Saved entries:
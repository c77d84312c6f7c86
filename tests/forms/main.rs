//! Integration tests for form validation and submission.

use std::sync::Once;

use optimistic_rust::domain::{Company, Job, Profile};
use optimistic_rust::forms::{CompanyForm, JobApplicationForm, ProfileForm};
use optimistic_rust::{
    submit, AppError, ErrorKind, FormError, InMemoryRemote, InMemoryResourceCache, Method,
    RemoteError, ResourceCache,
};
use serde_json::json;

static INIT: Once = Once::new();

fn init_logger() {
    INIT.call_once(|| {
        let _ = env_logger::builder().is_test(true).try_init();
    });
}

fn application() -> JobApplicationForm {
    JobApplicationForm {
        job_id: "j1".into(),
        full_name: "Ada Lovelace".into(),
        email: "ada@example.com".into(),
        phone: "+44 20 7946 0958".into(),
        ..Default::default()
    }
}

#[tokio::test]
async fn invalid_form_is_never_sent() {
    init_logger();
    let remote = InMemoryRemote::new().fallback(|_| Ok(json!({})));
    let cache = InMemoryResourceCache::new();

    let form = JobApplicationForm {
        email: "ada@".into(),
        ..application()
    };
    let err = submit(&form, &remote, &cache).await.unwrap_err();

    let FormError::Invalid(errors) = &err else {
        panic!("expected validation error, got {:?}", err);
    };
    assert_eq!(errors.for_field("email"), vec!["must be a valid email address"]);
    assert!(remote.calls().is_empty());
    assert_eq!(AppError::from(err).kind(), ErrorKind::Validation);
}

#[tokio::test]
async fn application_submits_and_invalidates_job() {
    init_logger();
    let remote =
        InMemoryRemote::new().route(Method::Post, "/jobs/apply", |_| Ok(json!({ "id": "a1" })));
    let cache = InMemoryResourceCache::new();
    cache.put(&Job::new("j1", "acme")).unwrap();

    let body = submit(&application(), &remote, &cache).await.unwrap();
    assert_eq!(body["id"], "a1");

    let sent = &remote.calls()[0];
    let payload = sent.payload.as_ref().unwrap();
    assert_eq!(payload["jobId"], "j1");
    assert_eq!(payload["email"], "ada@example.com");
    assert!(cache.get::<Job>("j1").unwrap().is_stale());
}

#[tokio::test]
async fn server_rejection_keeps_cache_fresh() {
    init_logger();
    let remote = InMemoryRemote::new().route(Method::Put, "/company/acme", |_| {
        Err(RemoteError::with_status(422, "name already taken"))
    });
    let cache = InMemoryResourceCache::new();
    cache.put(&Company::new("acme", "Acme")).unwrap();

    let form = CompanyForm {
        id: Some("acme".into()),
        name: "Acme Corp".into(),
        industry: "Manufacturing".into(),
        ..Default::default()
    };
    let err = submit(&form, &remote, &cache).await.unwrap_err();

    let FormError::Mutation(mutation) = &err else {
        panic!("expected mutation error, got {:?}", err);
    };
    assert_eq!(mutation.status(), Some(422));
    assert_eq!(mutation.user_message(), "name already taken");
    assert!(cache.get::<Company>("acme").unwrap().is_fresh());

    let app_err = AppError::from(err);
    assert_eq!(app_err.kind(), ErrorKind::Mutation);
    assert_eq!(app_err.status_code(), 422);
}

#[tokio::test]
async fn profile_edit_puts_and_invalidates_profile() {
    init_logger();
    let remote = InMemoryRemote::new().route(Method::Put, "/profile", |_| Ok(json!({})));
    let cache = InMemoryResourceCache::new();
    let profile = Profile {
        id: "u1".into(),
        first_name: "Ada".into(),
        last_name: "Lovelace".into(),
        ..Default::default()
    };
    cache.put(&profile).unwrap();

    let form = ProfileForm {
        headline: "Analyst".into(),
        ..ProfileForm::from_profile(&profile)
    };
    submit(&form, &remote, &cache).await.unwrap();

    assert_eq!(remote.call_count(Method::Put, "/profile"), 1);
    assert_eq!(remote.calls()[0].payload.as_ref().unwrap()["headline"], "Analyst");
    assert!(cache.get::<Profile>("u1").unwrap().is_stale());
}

### TASK GOAL
Within the records, tally every line that contains the word "email". Only the resulting number should be given.

### EXPECTED OUTPUT
4